Mas, apesar das derrotas impostas por decisões respaldadas pelo Supremo Tribunal Federal (STF) e da perseguição implacável aos seus protagonistas – com destaque para o ex-juiz e atual senador Sergio Moro (União Brasil-PR) e o ex-chefe da força-tarefa, ex-procurador e ex-deputado Deltan Dallagnol (Novo-PR) –, a Lava Jato sobrevive no imaginário popular como um caso excepcional e inspirador de exitoso enfrentamento à ampla e histórica relação promíscua entre setor público e privado no Brasil, provocando um breve intervalo nela.
Em decisões recentes, o STF suspendeu multas de acordo de leniência, anulou condenações e arquivou inquéritos. Nos últimos meses, por exemplo, o ministro Dias Toffoli suspendeu o pagamento das multas da Odebrecht.

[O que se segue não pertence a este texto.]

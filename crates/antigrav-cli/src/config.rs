//! Runtime configuration for `antigrav`.
//!
//! [`Settings`] is the single source of truth for a run. It is resolved in
//! layers, each overriding the one before:
//!
//! 1. built-in defaults
//! 2. the TOML config file (`--config` / `ANTIGRAV_CONFIG`)
//! 3. command-line flags and their environment variables
//!
//! # Config file
//!
//! Every key is optional:
//!
//! ```toml
//! mass = 5.0
//!
//! [field]
//! strength = 0.8
//! frequency = 9.8
//! radius = 5.0
//! stability = 0.95
//!
//! [trajectory]
//! duration = 10.0
//! steps = 100
//! ```

use std::fs;
use std::path::{Path, PathBuf};

use antigrav::{FieldConfig, ValidationError};
use serde::{Deserialize, Serialize};
use thiserror::Error;
use tracing::debug;

use crate::cli::{Cli, FieldArgs};

/// Trajectory duration used when neither the file nor the flags set one.
pub const DEFAULT_DURATION: f64 = 10.0;
/// Trajectory step count used when neither the file nor the flags set one.
pub const DEFAULT_STEPS: usize = 100;

/// Errors raised while loading or resolving configuration.
#[derive(Error, Debug)]
pub enum ConfigError {
    /// The config file could not be read.
    #[error("failed to read config file {path}: {source}")]
    Read {
        /// Path that was being read.
        path: PathBuf,
        /// The underlying I/O error.
        #[source]
        source: std::io::Error,
    },

    /// The config file is not valid TOML or has unknown keys.
    #[error("failed to parse config file {path}: {source}")]
    Parse {
        /// Path that was being parsed.
        path: PathBuf,
        /// The underlying TOML error.
        #[source]
        source: toml::de::Error,
    },

    /// The merged field parameters or mass are invalid.
    #[error("invalid configuration: {0}")]
    Field(#[from] ValidationError),
}

/// On-disk shape of the config file.
#[derive(Debug, Clone, Default, PartialEq, Serialize, Deserialize)]
#[serde(default, deny_unknown_fields)]
pub struct FileConfig {
    /// Mass in kilograms.
    pub mass: Option<f64>,
    /// Field parameter overrides.
    pub field: FieldOverrides,
    /// Trajectory defaults.
    pub trajectory: TrajectoryConfig,
}

/// Optional field parameters; unset keys keep their lower-layer value.
#[derive(Debug, Clone, Default, PartialEq, Serialize, Deserialize)]
#[serde(default, deny_unknown_fields)]
pub struct FieldOverrides {
    pub strength: Option<f64>,
    pub frequency: Option<f64>,
    pub radius: Option<f64>,
    pub stability: Option<f64>,
}

/// Optional trajectory defaults.
#[derive(Debug, Clone, Default, PartialEq, Serialize, Deserialize)]
#[serde(default, deny_unknown_fields)]
pub struct TrajectoryConfig {
    pub duration: Option<f64>,
    pub steps: Option<usize>,
}

impl FileConfig {
    /// Loads a config file from disk.
    ///
    /// # Errors
    ///
    /// Returns [`ConfigError::Read`] or [`ConfigError::Parse`].
    pub fn load(path: &Path) -> Result<Self, ConfigError> {
        let text = fs::read_to_string(path).map_err(|source| ConfigError::Read {
            path: path.to_path_buf(),
            source,
        })?;
        let config = Self::from_toml(&text).map_err(|source| ConfigError::Parse {
            path: path.to_path_buf(),
            source,
        })?;
        debug!(path = %path.display(), "loaded config file");
        Ok(config)
    }

    /// Parses config from TOML text.
    ///
    /// # Errors
    ///
    /// Returns the TOML error for malformed input or unknown keys.
    pub fn from_toml(text: &str) -> Result<Self, toml::de::Error> {
        toml::from_str(text)
    }
}

impl FieldOverrides {
    /// Layers `self` on top of `base`, validating the result.
    fn apply(&self, base: FieldConfig) -> Result<FieldConfig, ValidationError> {
        FieldConfig::new(
            self.strength.unwrap_or(base.strength()),
            self.frequency.unwrap_or(base.frequency()),
            self.radius.unwrap_or(base.radius()),
            self.stability.unwrap_or(base.stability()),
        )
    }
}

impl From<&FieldArgs> for FieldOverrides {
    fn from(args: &FieldArgs) -> Self {
        Self {
            strength: args.strength,
            frequency: args.frequency,
            radius: args.radius,
            stability: args.stability,
        }
    }
}

/// Fully resolved settings for one run.
#[derive(Debug, Clone, PartialEq, Serialize)]
pub struct Settings {
    /// Mass in kilograms, when a flag, env var or the config file sets one.
    ///
    /// Left unset so each command can pick its own default; see
    /// [`Settings::mass_or`].
    pub mass: Option<f64>,
    /// Field acting on the mass.
    pub field: FieldConfig,
    /// Default trajectory duration in seconds.
    pub duration: f64,
    /// Default trajectory step count.
    pub steps: usize,
}

impl Default for Settings {
    fn default() -> Self {
        Self {
            mass: None,
            field: FieldConfig::default(),
            duration: DEFAULT_DURATION,
            steps: DEFAULT_STEPS,
        }
    }
}

impl Settings {
    /// Resolves settings from CLI arguments, loading the config file if one
    /// was given.
    ///
    /// # Errors
    ///
    /// Fails if the file cannot be loaded or the merged field is invalid.
    pub fn from_cli(cli: &Cli) -> Result<Self, ConfigError> {
        let file = match &cli.config {
            Some(path) => FileConfig::load(path)?,
            None => FileConfig::default(),
        };
        Self::resolve(&file, cli.mass, &FieldOverrides::from(&cli.field))
    }

    /// Merges defaults, file config and flag overrides.
    ///
    /// # Errors
    ///
    /// Fails if either layer produces an invalid field.
    pub fn resolve(
        file: &FileConfig,
        mass: Option<f64>,
        flags: &FieldOverrides,
    ) -> Result<Self, ConfigError> {
        let defaults = Self::default();
        let field = flags.apply(file.field.apply(defaults.field)?)?;

        let settings = Self {
            mass: mass.or(file.mass),
            field,
            duration: file.trajectory.duration.unwrap_or(defaults.duration),
            steps: file.trajectory.steps.unwrap_or(defaults.steps),
        };
        debug!(?settings, "resolved settings");
        Ok(settings)
    }

    /// The configured mass, or `default` when nothing set one.
    #[must_use]
    pub fn mass_or(&self, default: f64) -> f64 {
        self.mass.unwrap_or(default)
    }
}
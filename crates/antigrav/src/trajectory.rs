//! Time sampling and forward-Euler integration.
//!
//! # Example
//!
//! ```rust
//! use antigrav::Simulator;
//!
//! let sim = Simulator::new(5.0).unwrap();
//! let trajectory = sim.simulate_trajectory(2.0, 10).unwrap();
//!
//! assert_eq!(trajectory.len(), 10);
//! assert_eq!(trajectory.times()[0], 0.0);
//! assert_eq!(trajectory.times()[9], 2.0);
//! ```

/// Returns `n` evenly spaced samples over `[start, stop]`, both ends included.
///
/// `n == 0` gives an empty vector and `n == 1` gives `[start]`. For `n > 1`
/// the last sample is exactly `stop` regardless of accumulated rounding.
///
/// ```rust
/// use antigrav::linspace;
///
/// assert_eq!(linspace(0.0, 1.0, 5), vec![0.0, 0.25, 0.5, 0.75, 1.0]);
/// assert_eq!(linspace(3.0, 9.0, 1), vec![3.0]);
/// assert!(linspace(0.0, 1.0, 0).is_empty());
/// ```
#[allow(clippy::cast_precision_loss)]
pub fn linspace(start: f64, stop: f64, n: usize) -> Vec<f64> {
    match n {
        0 => Vec::new(),
        1 => vec![start],
        _ => {
            let step = (stop - start) / (n - 1) as f64;
            let mut out: Vec<f64> = (0..n).map(|i| start + i as f64 * step).collect();
            out[n - 1] = stop;
            out
        }
    }
}

/// Height of a point mass over time, as produced by
/// [`Simulator::simulate_trajectory`](crate::Simulator::simulate_trajectory).
///
/// `times` and `heights` are parallel and in ascending time order.
#[derive(Debug, Clone, PartialEq)]
#[cfg_attr(feature = "serde", derive(serde::Serialize))]
pub struct Trajectory {
    times: Vec<f64>,
    heights: Vec<f64>,
}

impl Trajectory {
    /// Integrates height from rest using forward Euler.
    ///
    /// For each timestamp in order, `force` is sampled, turned into an
    /// acceleration by dividing by `mass`, then
    /// `velocity += a·dt; height += velocity·dt`.
    pub(crate) fn integrate(
        times: Vec<f64>,
        dt: f64,
        mass: f64,
        mut force: impl FnMut(f64) -> f64,
    ) -> Self {
        let mut heights = Vec::with_capacity(times.len());
        let mut velocity = 0.0;
        let mut height = 0.0;

        for &t in &times {
            let acceleration = force(t) / mass;
            velocity += acceleration * dt;
            height += velocity * dt;
            heights.push(height);
        }

        Self { times, heights }
    }

    /// Timestamps in seconds.
    pub fn times(&self) -> &[f64] {
        &self.times
    }

    /// Cumulative heights in meters.
    pub fn heights(&self) -> &[f64] {
        &self.heights
    }

    /// Number of samples.
    pub fn len(&self) -> usize {
        self.times.len()
    }

    /// Returns true if the trajectory holds no samples.
    pub fn is_empty(&self) -> bool {
        self.times.is_empty()
    }

    /// Iterates over `(time, height)` pairs.
    pub fn points(&self) -> impl Iterator<Item = (f64, f64)> + '_ {
        self.times.iter().copied().zip(self.heights.iter().copied())
    }

    /// Height at the last timestamp.
    pub fn final_height(&self) -> Option<f64> {
        self.heights.last().copied()
    }

    /// Highest point reached.
    pub fn max_height(&self) -> Option<f64> {
        self.heights.iter().copied().reduce(f64::max)
    }

    /// Lowest point reached.
    pub fn min_height(&self) -> Option<f64> {
        self.heights.iter().copied().reduce(f64::min)
    }

    /// Splits into `(times, heights)`.
    pub fn into_parts(self) -> (Vec<f64>, Vec<f64>) {
        (self.times, self.heights)
    }
}

/// Force readings sampled at explicit times, as produced by
/// [`Simulator::force_series`](crate::Simulator::force_series).
#[derive(Debug, Clone, PartialEq)]
#[cfg_attr(feature = "serde", derive(serde::Serialize))]
pub struct ForceSeries {
    times: Vec<f64>,
    forces: Vec<f64>,
}

impl ForceSeries {
    pub(crate) fn sample(times: Vec<f64>, force: impl Fn(f64) -> f64) -> Self {
        let forces = times.iter().map(|&t| force(t)).collect();
        Self { times, forces }
    }

    /// Sample timestamps in seconds.
    pub fn times(&self) -> &[f64] {
        &self.times
    }

    /// Force readings in Newtons.
    pub fn forces(&self) -> &[f64] {
        &self.forces
    }

    /// Number of samples.
    pub fn len(&self) -> usize {
        self.times.len()
    }

    /// Returns true if the series holds no samples.
    pub fn is_empty(&self) -> bool {
        self.times.is_empty()
    }

    /// Iterates over `(time, force)` pairs.
    pub fn points(&self) -> impl Iterator<Item = (f64, f64)> + '_ {
        self.times.iter().copied().zip(self.forces.iter().copied())
    }

    /// Largest absolute force in the series (0.0 when empty).
    pub fn peak(&self) -> f64 {
        self.forces.iter().fold(0.0_f64, |acc, f| acc.max(f.abs()))
    }
}

#[cfg(test)]
mod tests {
    use super::*;

    #[test]
    fn test_linspace_endpoints() {
        let ts = linspace(0.0, 2.0, 10);
        assert_eq!(ts.len(), 10);
        assert_eq!(ts[0], 0.0);
        assert_eq!(ts[9], 2.0);
        assert!(ts.windows(2).all(|w| w[0] < w[1]));
    }

    #[test]
    fn test_linspace_degenerate() {
        assert!(linspace(0.0, 5.0, 0).is_empty());
        assert_eq!(linspace(0.0, 5.0, 1), vec![0.0]);
        assert_eq!(linspace(0.0, 5.0, 2), vec![0.0, 5.0]);
        assert_eq!(linspace(0.0, 0.0, 3), vec![0.0, 0.0, 0.0]);
    }

    #[test]
    fn test_integrate_constant_force() {
        // a = 2, dt = 0.5: v = 1, 2, 3; h = 0.5, 1.5, 3.0
        let trajectory = Trajectory::integrate(vec![0.0, 0.5, 1.0], 0.5, 1.0, |_| 2.0);
        assert_eq!(trajectory.heights(), &[0.5, 1.5, 3.0]);
        assert_eq!(trajectory.final_height(), Some(3.0));
        assert_eq!(trajectory.max_height(), Some(3.0));
        assert_eq!(trajectory.min_height(), Some(0.5));
    }

    #[test]
    fn test_integrate_divides_by_mass() {
        let light = Trajectory::integrate(vec![0.0, 1.0], 1.0, 1.0, |_| 1.0);
        let heavy = Trajectory::integrate(vec![0.0, 1.0], 1.0, 4.0, |_| 1.0);
        assert_eq!(light.heights(), &[1.0, 3.0]);
        assert_eq!(heavy.heights(), &[0.25, 0.75]);
    }

    #[test]
    fn test_integrate_samples_in_order() {
        let mut seen = Vec::new();
        let _ = Trajectory::integrate(vec![0.0, 0.1, 0.2], 0.1, 1.0, |t| {
            seen.push(t);
            0.0
        });
        assert_eq!(seen, vec![0.0, 0.1, 0.2]);
    }

    #[test]
    fn test_empty_trajectory() {
        let trajectory = Trajectory::integrate(Vec::new(), 0.1, 1.0, |_| 1.0);
        assert!(trajectory.is_empty());
        assert_eq!(trajectory.final_height(), None);
        assert_eq!(trajectory.max_height(), None);
    }

    #[test]
    fn test_into_parts_and_points() {
        let trajectory = Trajectory::integrate(vec![0.0, 1.0], 1.0, 1.0, |_| 1.0);
        let points: Vec<_> = trajectory.points().collect();
        assert_eq!(points, vec![(0.0, 1.0), (1.0, 3.0)]);

        let (times, heights) = trajectory.into_parts();
        assert_eq!(times, vec![0.0, 1.0]);
        assert_eq!(heights, vec![1.0, 3.0]);
    }

    #[test]
    fn test_force_series_peak() {
        let series = ForceSeries::sample(vec![0.0, 1.0, 2.0], |t| 1.0 - t);
        assert_eq!(series.forces(), &[1.0, 0.0, -1.0]);
        assert_eq!(series.peak(), 1.0);
        assert_eq!(series.len(), 3);
    }
}
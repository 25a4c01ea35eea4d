//! Subcommand execution.

use anyhow::{Context, Result};
use antigrav::{DEFAULT_MASS, Simulator, TimeCursor};
use tracing::info;

use crate::cli::{Command, ForceArgs, OptimizeArgs, ProfileArgs, SurfaceArgs, TrajectoryArgs};
use crate::config::Settings;
use crate::report::{
    Comparison, DemoReport, ForceReading, ForceReport, OptimizeReport, ProfileReport, Report,
    SurfaceReport, TrajectoryReport,
};

/// Mass of the demo object when no flag or config file sets one.
const DEMO_MASS: f64 = 5.0;
/// Time of the single force reading in the demo.
const DEMO_FORCE_TIME: f64 = 1.0;
/// Levitation target of the demo optimization step.
const DEMO_TARGET_HEIGHT: f64 = 20.0;

/// Runs one subcommand against resolved settings.
///
/// # Errors
///
/// Fails when the settings describe an invalid simulator or the command
/// arguments are rejected by the model.
pub fn execute(command: &Command, settings: &Settings) -> Result<Report> {
    let mass = match command {
        Command::Demo => settings.mass_or(DEMO_MASS),
        _ => settings.mass_or(DEFAULT_MASS),
    };
    let sim = Simulator::with_field(mass, settings.field).context("failed to set up simulator")?;

    match command {
        Command::Force(args) => Ok(Report::Force(force(&sim, args))),
        Command::Trajectory(args) => trajectory(&sim, settings, args).map(Report::Trajectory),
        Command::Profile(args) => profile(&sim, args).map(Report::Profile),
        Command::Optimize(args) => optimize(&sim, settings, args).map(Report::Optimize),
        Command::Surface(args) => Ok(Report::Surface(surface(&sim, args))),
        Command::Demo => demo(&sim, settings).map(Report::Demo),
    }
}

fn force(sim: &Simulator, args: &ForceArgs) -> ForceReport {
    let readings = match args.time {
        Some(time) => vec![ForceReading {
            time,
            force: sim.force_at(time),
        }],
        None => {
            let mut cursor = TimeCursor::new();
            (0..args.count)
                .map(|_| {
                    let time = cursor.current();
                    let force = sim.force_with_cursor(&mut cursor);
                    ForceReading { time, force }
                })
                .collect()
        }
    };
    info!(readings = readings.len(), "force evaluated");

    ForceReport {
        mass: sim.mass(),
        field: *sim.field(),
        readings,
    }
}

fn trajectory(
    sim: &Simulator,
    settings: &Settings,
    args: &TrajectoryArgs,
) -> Result<TrajectoryReport> {
    let duration = args.duration.unwrap_or(settings.duration);
    let steps = args.steps.unwrap_or(settings.steps);
    let trajectory = sim
        .simulate_trajectory(duration, steps)
        .context("failed to simulate trajectory")?;
    info!(duration, steps, "trajectory simulated");

    Ok(TrajectoryReport {
        mass: sim.mass(),
        field: *sim.field(),
        duration,
        steps,
        final_height: trajectory.final_height(),
        max_height: trajectory.max_height(),
        trajectory,
        plot: args.plot,
    })
}

fn profile(sim: &Simulator, args: &ProfileArgs) -> Result<ProfileReport> {
    let series = sim
        .force_series(args.duration, args.samples)
        .context("failed to sample force")?;
    info!(samples = series.len(), "force profile sampled");

    Ok(ProfileReport {
        mass: sim.mass(),
        field: *sim.field(),
        peak: series.peak(),
        series,
        plot: args.plot,
    })
}

fn optimize(sim: &Simulator, settings: &Settings, args: &OptimizeArgs) -> Result<OptimizeReport> {
    let optimized = sim
        .optimize_field(args.target)
        .with_context(|| format!("failed to optimize field for {} m", args.target))?;
    info!(
        target = args.target,
        strength = optimized.strength(),
        "field optimized"
    );

    let comparison = if args.apply {
        let duration = args.duration.unwrap_or(settings.duration);
        let steps = args.steps.unwrap_or(settings.steps);

        let before = sim
            .simulate_trajectory(duration, steps)
            .context("failed to simulate baseline trajectory")?;
        let mut tuned = sim.clone();
        tuned.set_field(optimized);
        let after = tuned
            .simulate_trajectory(duration, steps)
            .context("failed to simulate optimized trajectory")?;

        Some(Comparison {
            duration,
            steps,
            final_height_before: before.final_height(),
            final_height_after: after.final_height(),
            max_height_before: before.max_height(),
            max_height_after: after.max_height(),
        })
    } else {
        None
    };

    Ok(OptimizeReport {
        target_height: args.target,
        original: *sim.field(),
        optimized,
        comparison,
    })
}

fn surface(sim: &Simulator, args: &SurfaceArgs) -> SurfaceReport {
    let field = *sim.field();
    let surface = field.surface(args.resolution);
    info!(resolution = args.resolution, "field surface sampled");

    SurfaceReport {
        field,
        peak: surface.peak(),
        surface,
    }
}

fn demo(sim: &Simulator, settings: &Settings) -> Result<DemoReport> {
    let force = ForceReading {
        time: DEMO_FORCE_TIME,
        force: sim.force_at(DEMO_FORCE_TIME),
    };
    let trajectory = sim
        .simulate_trajectory(settings.duration, settings.steps)
        .context("failed to simulate demo trajectory")?;
    let optimized = sim
        .optimize_field(DEMO_TARGET_HEIGHT)
        .context("failed to optimize demo field")?;
    info!("demo complete");

    Ok(DemoReport {
        mass: sim.mass(),
        force,
        duration: settings.duration,
        final_height: trajectory.final_height(),
        max_height: trajectory.max_height(),
        target_height: DEMO_TARGET_HEIGHT,
        optimized,
        trajectory,
    })
}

Para 74% dos brasileiros, a Corte “incentiva a corrupção” ao relaxar nas punições a empreiteiras, conforme revelou recente pesquisa do Instituto Quaest*.
Para os especialistas consultados pela Gazeta do Povo, a operação nasceu como monumental empreitada judicial e evoluiu ao nível de bandeira política. Com esses legados combalidos, ela persiste hoje como esperança de uma retomada do combate nacional à corrupção em futuro ainda sem horizonte visível.
Rodrigo Chemim, promotor do Ministério Público (MP) do Paraná, destaca que poucos trunfos da Lava Jato restaram, como a expertise nas operações e a valorização do compliance. “De toda forma, a principal conquista foi uma clara confirmação daquilo há muito conhecido: a corrupção profundamente arraigada no poder”, acrescentou.
Outro ponto positivo apontado por ele foi ter induzido empresas a acelerarem os processos de integridade, o que contribuiu efetivamente para a cultura de autocontrole. “Tais avanços foram, contudo, obscurecidos pelo desmantelamento da operação”, lamentou. A legislação anticorrupção e a jurisprudência sofreram graves perdas, incluindo o esvaziamento das agências de controle.
Chemim vê como momento mais desolador da Lava Jato a perseguição aos principais nomes da operação. “A cassação, ano passado, do mandato de Deltan Dallagnol, numa decisão juridicamente insustentável, com extensão forçada de uma regra de sanção, é algo que não se vê numa democracia”, disse. Ele acrescenta que a possibilidade de cassação de Sergio Moro “só amplia o sentimento de desesperança”. A alegação de que houve coação dos investigados, contraditada pela transparência e pelas homologações da operação, é outra situação que prejudica a confiança nos agentes públicos.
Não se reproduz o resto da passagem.